Messi, the scapegoat? Why Argentina’s leading goalscorer gave up on team
Lionel Messi has won all there is to win with Barcelona. If his club career were a beautiful cake, the layers would stack up something like this.
His trophies with Barcelona — 28, since you asked — would make up the spongy base. Fluffy with the eight La Liga wins. On top of it would be the four Champions League titles. With Messi putting his team ahead of himself, the icing, would come last. His individual honours, the five Ballon d’Or titles, the other accolades he has swept over the years and are hard to keep track of --- most goals, most hattricks, most assists etc ---make up the decorative pieces. Delicious.
But each cake needs a cherry on top, the fruity bit that you save for the end and salivate at the thought of eating. Messi is missing his — a title with Argentina.
Last Monday morning, while most of us slept, Messi missed a penalty in the tie-breaker and lost his fourth final with Argentina. Chile won the Copa Centenario. Messi had missed his moment.

This one hurt him. It broke him so much that after the match, he said he would never play for the national team again. This, two days after he turned 29.
It is surprising too, because this final is a pinch compared to the hammer blow he went through at the age of 10, when he was diagnosed with growth hormone deficiency. While Messi’s family was not poor, his father’s health insurance covered only two years of the treatment— $1000 per month (approximately Rs 67,000 today).
His boyhood club, Newell’s Old Boys, reneged on the promise to support the treatment and his family moved to Catalonia to arrange a trial with Barcelona. After a lot of back and forth, a contract was offered---famously on a paper napkin by then first team director Charly Rexach.
Teary adieu
Nearly two decades later, Messi has become the record goalscorer for Argentina and Barcelona but it didn’t assuage the hurt.
“For me, the national team is over,” he said after the match. “I tried hard to be champion with Argentina. Now I am leaving without it,” he said, holding back tears. Most were shed on the pitch.
Trouble had been brewing for some time.
After the semifinal win over hosts USA, Messi called the Argentina Football Association a ‘disaster’ after their flight to the final venue was stranded on the tarmac. To add to it, scribes, fans and everyone else one can think of have criticised him for not recreating his Barcelona form for the national team.
Everyone loves a scapegoat.
Jose Mourinho, for all his flaws, had the whole of England pointing fingers at him for failing as Chelsea manager. Few mentioned the players’ performance, some of whom would later admit that the team had stopped playing for him.
At Euro 2016, Roy Hodgson came under the knife for England’s exit. That they were the youngest team in France and qualified with a 100% record was forgotten. So too was the shambolic performances of ‘stars’ Harry Kane, EPL top scorer Jamie Vardy, or the £50m sprinter who also plays football, Raheem Sterling. Captain Wayne Rooney would have been better off staying at home.

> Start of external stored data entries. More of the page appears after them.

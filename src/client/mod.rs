//! Query client
//!
//! Keeps a live view of the cluster from watches (live nodes, and the
//! serving markers of every shard), fans queries out to the nodes serving
//! the requested indexes and merges their answers.
//!
//! A node that errors or misses the deadline is left out of the result:
//! counts and totals then undercount instead of failing the whole request.

pub mod rate;
pub mod selection;

use futures::future::join_all;
use std::collections::{BTreeSet, HashMap};
use std::future::Future;
use std::sync::{Arc, Mutex, RwLock};
use std::time::{Duration, Instant};
use tokio::sync::watch;
use tokio::task::JoinHandle;
use tracing::{debug, warn};

use crate::config::Config;
use crate::error::{Error, Result};
use crate::metrics;
use crate::models::{DetailFields, Hit, Hits, NodeId, Query, ShardName};
use crate::node::rpc::{NodeConnector, NodeRpc};
use crate::store::watch::ChildWatch;
use crate::store::{watch_children, ClusterLayout, ClusterStore};

use rate::QueryRate;
pub use selection::{ClusterView, ReplicaSelector, Selection};

/// Result bound used when a query does not carry one
pub const DEFAULT_SEARCH_LIMIT: usize = 10;

/// Shared live view plus a change counter for waiters
#[derive(Debug)]
struct ViewState {
    view: RwLock<ClusterView>,
    version: watch::Sender<u64>,
}

impl ViewState {
    fn update(&self, f: impl FnOnce(&mut ClusterView)) {
        {
            let mut view = self.view.write().unwrap_or_else(|e| e.into_inner());
            f(&mut view);
        }
        self.version.send_modify(|v| *v += 1);
    }

    fn snapshot(&self) -> ClusterView {
        self.view.read().unwrap_or_else(|e| e.into_inner()).clone()
    }
}

type ShardTasks = Arc<Mutex<HashMap<ShardName, JoinHandle<()>>>>;

/// Fan-out query client
pub struct Client {
    store: Arc<dyn ClusterStore>,
    connector: Arc<dyn NodeConnector>,
    state: Arc<ViewState>,
    selector: ReplicaSelector,
    rate: QueryRate,
    request_timeout: Duration,
    detail_timeout: Duration,
    tasks: Mutex<Vec<JoinHandle<()>>>,
    shard_tasks: ShardTasks,
}

impl std::fmt::Debug for Client {
    fn fmt(&self, f: &mut std::fmt::Formatter<'_>) -> std::fmt::Result {
        f.debug_struct("Client")
            .field("view", &self.state.snapshot())
            .field("request_timeout", &self.request_timeout)
            .finish()
    }
}

impl Client {
    /// Install the watches and build the initial view
    pub async fn connect(
        store: Arc<dyn ClusterStore>,
        connector: Arc<dyn NodeConnector>,
        config: &Config,
    ) -> Result<Arc<Self>> {
        let layout = ClusterLayout::new(config.store.root_path.clone());
        let (version, _) = watch::channel(0);
        let state = Arc::new(ViewState {
            view: RwLock::new(ClusterView::default()),
            version,
        });
        let shard_tasks: ShardTasks = Arc::new(Mutex::new(HashMap::new()));

        let nodes = watch_children(Arc::clone(&store), &layout.nodes()).await?;
        let nodes_initial: BTreeSet<NodeId> = nodes.initial.iter().cloned().map(NodeId::new).collect();
        state.update(|view| view.nodes = nodes_initial);

        let shards = watch_children(Arc::clone(&store), &layout.shard_to_node()).await?;
        for segment in &shards.initial {
            follow_shard(&store, &layout, &state, &shard_tasks, segment).await;
        }

        let tasks = vec![
            tokio::spawn(follow_nodes(nodes, Arc::clone(&state))),
            tokio::spawn(follow_shard_set(
                shards,
                Arc::clone(&store),
                layout.clone(),
                Arc::clone(&state),
                Arc::clone(&shard_tasks),
            )),
        ];

        Ok(Arc::new(Self {
            store,
            connector,
            state,
            selector: ReplicaSelector::new(),
            rate: QueryRate::new(),
            request_timeout: config.request_timeout(),
            detail_timeout: config.detail_timeout(),
            tasks: Mutex::new(tasks),
            shard_tasks,
        }))
    }

    /// Current live view
    pub fn view(&self) -> ClusterView {
        self.state.snapshot()
    }

    /// Wait until `check` holds for the live view
    pub async fn wait_for_view<F>(&self, check: F, timeout: Duration) -> bool
    where
        F: Fn(&ClusterView) -> bool,
    {
        let mut changes = self.state.version.subscribe();
        let wait = async {
            loop {
                if check(&self.state.snapshot()) {
                    return;
                }
                if changes.changed().await.is_err() {
                    // Sender lives as long as self
                    std::future::pending::<()>().await;
                }
            }
        };
        tokio::time::timeout(timeout, wait).await.is_ok()
    }

    /// Queries issued during the last minute
    pub fn queries_per_minute(&self) -> f64 {
        self.rate.per_minute()
    }

    /// Stop following the cluster and end the session
    pub async fn close(&self) -> Result<()> {
        self.stop_tasks();
        self.store.close().await
    }

    fn stop_tasks(&self) {
        for task in self.tasks.lock().unwrap_or_else(|e| e.into_inner()).drain(..) {
            task.abort();
        }
        for (_, task) in self
            .shard_tasks
            .lock()
            .unwrap_or_else(|e| e.into_inner())
            .drain()
        {
            task.abort();
        }
    }

    // ========================================================================
    // Queries
    // ========================================================================

    /// Matching documents over every requested index
    pub async fn count(&self, query: &Query) -> Result<u64> {
        let started = Instant::now();
        self.rate.record();
        let selection = self.select(query);
        let counts = self
            .fan_out("count", selection, |rpc, shards| async move {
                rpc.count(query, &shards).await
            })
            .await;
        metrics::record_client_query("count", started.elapsed().as_secs_f64());
        Ok(counts.into_iter().sum())
    }

    /// Best `query.limit` hits over every requested index
    pub async fn search(&self, query: &Query) -> Result<Hits> {
        let started = Instant::now();
        self.rate.record();
        let limit = query.limit.unwrap_or(DEFAULT_SEARCH_LIMIT);
        let selection = self.select(query);
        let parts = self
            .fan_out("search", selection, |rpc, shards| async move {
                rpc.search(query, &shards, limit).await
            })
            .await;
        metrics::record_client_query("search", started.elapsed().as_secs_f64());
        Ok(Hits::merge(parts, limit))
    }

    /// Stored fields of a hit, asked from the node that returned it
    pub async fn details(&self, hit: &Hit) -> Result<DetailFields> {
        let started = Instant::now();
        let rpc = self.connector.connect(&hit.node)?;
        let result = match tokio::time::timeout(
            self.detail_timeout,
            rpc.details(&hit.shard, hit.doc_id),
        )
        .await
        {
            Ok(result) => result,
            Err(_) => Err(Error::NodeTimeout {
                node: hit.node.to_string(),
                timeout_ms: self.detail_timeout.as_millis() as u64,
            }),
        };
        metrics::record_client_query("details", started.elapsed().as_secs_f64());
        result
    }

    fn select(&self, query: &Query) -> Selection {
        let view = self.state.view.read().unwrap_or_else(|e| e.into_inner());
        let selection = self.selector.select(&view, &query.indexes);
        if !selection.unserved.is_empty() {
            debug!(unserved = ?selection.unserved, "Shards without a live server");
        }
        selection
    }

    /// Call every selected node in parallel under one deadline. Failed or
    /// late nodes are logged and dropped.
    async fn fan_out<T, F, Fut>(&self, operation: &'static str, selection: Selection, call: F) -> Vec<T>
    where
        F: Fn(Arc<dyn NodeRpc>, Vec<ShardName>) -> Fut,
        Fut: Future<Output = Result<T>>,
    {
        let call = &call;
        let timeout = self.request_timeout;
        let calls = selection.by_node.into_iter().map(|(node, shards)| async move {
            let rpc = match self.connector.connect(&node) {
                Ok(rpc) => rpc,
                Err(e) => {
                    warn!(node = %node, operation = operation, error = %e, "Node unreachable, excluded from fan-out");
                    metrics::record_fanout_failure(operation, "unreachable");
                    return None;
                }
            };
            match tokio::time::timeout(timeout, call(rpc, shards)).await {
                Ok(Ok(value)) => Some(value),
                Ok(Err(e)) => {
                    warn!(node = %node, operation = operation, error = %e, "Node failed, excluded from fan-out");
                    metrics::record_fanout_failure(operation, "error");
                    None
                }
                Err(_) => {
                    warn!(
                        node = %node,
                        operation = operation,
                        timeout_ms = timeout.as_millis() as u64,
                        "Node timed out, excluded from fan-out"
                    );
                    metrics::record_fanout_failure(operation, "timeout");
                    None
                }
            }
        });
        join_all(calls).await.into_iter().flatten().collect()
    }
}

impl Drop for Client {
    fn drop(&mut self) {
        self.stop_tasks();
    }
}

// ============================================================================
// View Maintenance
// ============================================================================

async fn follow_nodes(mut watch: ChildWatch, state: Arc<ViewState>) {
    while let Some(change) = watch.next().await {
        if !change.added.is_empty() {
            debug!(nodes = ?change.added, "Nodes joined");
        }
        if !change.removed.is_empty() {
            debug!(nodes = ?change.removed, "Nodes left");
        }
        let nodes: BTreeSet<NodeId> = change.children.into_iter().map(NodeId::new).collect();
        state.update(|view| view.nodes = nodes);
    }
}

async fn follow_shard_set(
    mut watch: ChildWatch,
    store: Arc<dyn ClusterStore>,
    layout: ClusterLayout,
    state: Arc<ViewState>,
    tasks: ShardTasks,
) {
    while let Some(change) = watch.next().await {
        for segment in &change.removed {
            let Ok(shard) = ShardName::parse(segment) else {
                continue;
            };
            if let Some(task) = tasks.lock().unwrap_or_else(|e| e.into_inner()).remove(&shard) {
                task.abort();
            }
            state.update(|view| {
                view.servers.remove(&shard);
            });
        }
        for segment in &change.added {
            follow_shard(&store, &layout, &state, &tasks, segment).await;
        }
    }
}

/// Start following the serving markers of one shard
async fn follow_shard(
    store: &Arc<dyn ClusterStore>,
    layout: &ClusterLayout,
    state: &Arc<ViewState>,
    tasks: &ShardTasks,
    segment: &str,
) {
    let shard = match ShardName::parse(segment) {
        Ok(shard) => shard,
        Err(e) => {
            warn!(segment = %segment, error = %e, "Ignoring malformed shard entry");
            return;
        }
    };
    let mut watch = match watch_children(Arc::clone(store), &layout.shard_servers(&shard)).await {
        Ok(watch) => watch,
        Err(e) => {
            warn!(shard = %shard, error = %e, "Cannot watch shard servers");
            return;
        }
    };

    let servers: BTreeSet<NodeId> = watch.initial.iter().cloned().map(NodeId::new).collect();
    state.update(|view| {
        view.servers.insert(shard.clone(), servers);
    });

    let task_state = Arc::clone(state);
    let task_shard = shard.clone();
    let task = tokio::spawn(async move {
        while let Some(change) = watch.next().await {
            let servers: BTreeSet<NodeId> = change.children.into_iter().map(NodeId::new).collect();
            // Never resurrect a shard removed from the view
            task_state.update(|view| {
                if let Some(entry) = view.servers.get_mut(&task_shard) {
                    *entry = servers;
                }
            });
        }
    });
    if let Some(old) = tasks
        .lock()
        .unwrap_or_else(|e| e.into_inner())
        .insert(shard, task)
    {
        old.abort();
    }
}
//! Test fixtures for integration tests
//!
//! Builds an in-process cluster over a shared [`MemoryStore`]: one master,
//! any number of nodes opening JSON-lines shards from a temporary directory,
//! an admin handle and a client wired to the nodes through a
//! [`LocalConnector`].

use std::future::Future;
use std::io::Write;
use std::sync::Arc;
use std::time::Duration;

use shoal::admin::Admin;
use shoal::client::Client;
use shoal::config::Config;
use shoal::index::{FsStorage, JsonlLibrary};
use shoal::master::{wait_for_leadership, Master};
use shoal::models::NodeId;
use shoal::node::rpc::{LocalConnector, NodeRpc};
use shoal::node::Node;
use shoal::store::{ClusterLayout, MemorySession, MemoryStore};
use tempfile::TempDir;

/// Articles of the `docs` index, one inner slice per shard
pub const DOCS_SHARDS: &[&[&str]] = &[
    &[
        "rust search engine",
        "distributed rust cluster",
        "coordination store sessions",
    ],
    &["search cluster master", "rust node shards", "merge hits by score"],
];

/// Articles of the `logs` index
pub const LOGS_SHARDS: &[&[&str]] = &[&["rust panic in node", "master elected"]];

/// A node started by the fixture, together with its store session
pub struct TestNode {
    pub id: NodeId,
    pub node: Arc<Node>,
    pub session: Arc<MemorySession>,
}

pub struct TestCluster {
    pub store: Arc<MemoryStore>,
    pub layout: ClusterLayout,
    pub config: Config,
    pub library: JsonlLibrary,
    pub connector: Arc<LocalConnector>,
    pub master: Arc<Master>,
    pub nodes: Vec<TestNode>,
    pub admin: Admin,
    data: TempDir,
    _work: TempDir,
}

pub fn test_config(work: &TempDir) -> Config {
    let mut config = Config::default();
    config.node.shard_dir = work.path().to_path_buf();
    config.node.health_interval_secs = 1;
    config.node.metrics_interval_ms = 100;
    config.master.retry_base_delay_ms = 5;
    config.master.retry_max_delay_ms = 50;
    config.client.request_timeout_ms = 2_000;
    config.client.detail_timeout_ms = 2_000;
    config.client.deploy_timeout_secs = 10;
    config
}

impl TestCluster {
    /// Start a master and `node_count` nodes
    pub async fn start(node_count: usize) -> Self {
        let data = tempfile::tempdir().unwrap();
        let work = tempfile::tempdir().unwrap();
        let config = test_config(&work);
        let store = MemoryStore::new();

        let master = Master::new(store.connect(), Arc::new(FsStorage::new()), &config);
        master.start().await.unwrap();
        assert!(wait_for_leadership(&master, Duration::from_secs(5)).await);

        let mut cluster = Self {
            admin: Admin::new(store.connect(), &config),
            layout: ClusterLayout::new(config.store.root_path.clone()),
            store,
            config,
            library: JsonlLibrary::new(),
            connector: Arc::new(LocalConnector::new()),
            master,
            nodes: Vec::new(),
            data,
            _work: work,
        };
        for i in 0..node_count {
            cluster.start_node(&format!("node-{i}:20000")).await;
        }
        cluster
    }

    pub async fn start_node(&mut self, id: &str) -> Arc<Node> {
        let id = NodeId::from(id);
        let session = self.store.connect();
        let node = Node::new(
            id.clone(),
            session.clone(),
            Arc::new(self.library.clone()),
            Arc::new(FsStorage::new()),
            &self.config,
        );
        node.start().await.unwrap();
        self.connector.register(Arc::clone(&node) as Arc<dyn NodeRpc>);
        self.nodes.push(TestNode {
            id,
            node: Arc::clone(&node),
            session,
        });
        node
    }

    pub fn node(&self, id: &str) -> &TestNode {
        self.nodes
            .iter()
            .find(|n| n.id.as_str() == id)
            .unwrap_or_else(|| panic!("no node {id}"))
    }

    /// Write an index of JSON-lines shards and return its location
    pub fn write_index(&self, name: &str, shards: &[&[&str]]) -> String {
        let root = self.data.path().join(name);
        for (i, docs) in shards.iter().enumerate() {
            let dir = root.join(format!("s{i}"));
            std::fs::create_dir_all(&dir).unwrap();
            let mut file = std::fs::File::create(dir.join("part-0.jsonl")).unwrap();
            for (n, text) in docs.iter().enumerate() {
                let doc = serde_json::json!({ "title": text, "position": n.to_string() });
                writeln!(file, "{doc}").unwrap();
            }
        }
        root.to_string_lossy().into_owned()
    }

    /// Write and deploy an index with the given replication
    pub async fn deploy(&self, name: &str, shards: &[&[&str]], replication: u32) {
        let location = self.write_index(name, shards);
        let record = self
            .admin
            .add_index(name, &location, "standard", Some(replication))
            .await
            .unwrap();
        assert!(record.deployed);
    }

    pub async fn client(&self) -> Arc<Client> {
        Client::connect(self.store.connect(), self.connector.clone(), &self.config)
            .await
            .unwrap()
    }

    pub async fn shutdown(self) {
        for node in &self.nodes {
            node.node.abort();
        }
        self.master.abort();
    }
}

/// Poll `check` until it holds or `timeout` passes
pub async fn eventually<F, Fut>(timeout: Duration, mut check: F) -> bool
where
    F: FnMut() -> Fut,
    Fut: Future<Output = bool>,
{
    let deadline = tokio::time::Instant::now() + timeout;
    loop {
        if check().await {
            return true;
        }
        if tokio::time::Instant::now() >= deadline {
            return false;
        }
        tokio::time::sleep(Duration::from_millis(20)).await;
    }
}
//! Local index library and shard storage
//!
//! Nodes never look inside shard data themselves. They fetch a shard from
//! the shared storage into a working directory ([`ShardStorage`]) and open
//! it through an [`IndexLibrary`], which executes queries and scores
//! documents.
//!
//! The bundled implementations are [`jsonl::JsonlLibrary`], a term-matching
//! library over JSON-lines documents, and [`storage::FsStorage`], which
//! treats a directory on a shared filesystem as the storage.

pub mod jsonl;
pub mod storage;

use async_trait::async_trait;
use serde::{Deserialize, Serialize};
use std::path::Path;
use std::sync::Arc;

use crate::error::Result;
use crate::models::DetailFields;

pub use jsonl::JsonlLibrary;
pub use storage::FsStorage;

/// One scored document of a shard-local result
#[derive(Debug, Clone, Copy, PartialEq, Serialize, Deserialize)]
pub struct ScoredDoc {
    pub doc_id: u32,
    pub score: f32,
}

/// Shard-local top-k plus the number of all matching documents
#[derive(Debug, Clone, Default, PartialEq, Serialize, Deserialize)]
pub struct ShardHits {
    pub docs: Vec<ScoredDoc>,
    pub total: u64,
}

/// An open shard
pub trait ShardHandle: Send + Sync + std::fmt::Debug {
    /// Number of documents in the shard
    fn doc_count(&self) -> u64;

    /// Number of documents matching `query`
    fn count(&self, query: &str) -> Result<u64>;

    /// Best `limit` documents for `query`, ordered by descending score then doc id
    fn search(&self, query: &str, limit: usize) -> Result<ShardHits>;

    /// Stored fields of one document; `None` if the id is out of range
    fn stored_fields(&self, doc_id: u32) -> Result<Option<DetailFields>>;

    /// Release the shard; later calls fail
    fn close(&self);
}

/// Opens shards that were fetched into a local directory
pub trait IndexLibrary: Send + Sync {
    /// Open a shard. `analyzer` names how its documents were tokenized.
    fn open(&self, dir: &Path, analyzer: &str) -> Result<Arc<dyn ShardHandle>>;
}

/// A shard discovered at an index location
#[derive(Debug, Clone, PartialEq, Eq, Serialize, Deserialize)]
pub struct ShardSource {
    /// Shard name, unique within its index
    pub name: String,
    /// Location of the shard's data in the storage
    pub location: String,
}

/// Shared storage holding shard data
#[async_trait]
pub trait ShardStorage: Send + Sync {
    /// Enumerate the shards of an index location, sorted by name
    async fn list_shards(&self, location: &str) -> Result<Vec<ShardSource>>;

    /// Copy one shard into `dest`, replacing anything already there
    async fn fetch(&self, location: &str, dest: &Path) -> Result<()>;
}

So, it was only fitting that Messi came in Argentina’s cross hairs.
That Messi led the team to the World Cup final in 2014, scored a hattrick and a phenomenal free-kick goal in the Copa Centenario seemed to have been forgotten in a hurry. Also relegated to the background would have been Gonzalo Higuain’s misses in the 2014 final and in the Copa. No one would also mention the disaster that the Albiceleste defence has been; one from where Marcos Rojo got sent off when Argentina were a man up.

“We ask Messi alone to provide what we should ask from the whole team. This was the tournament in which Messi has played best, but with the accumulation of frustrations he has ended up exhausted …In every tournament, the best player (for Argentina) was Messi. It is not fair that all the frustration focuses on him,” Jorge Valdano, World Cup winner with Argentina in 1986, told ESPN.
If there’s anyone who shouldn’t be made a scapegoat, it is Messi. So, let’s enjoy him at Barcelona while we still can.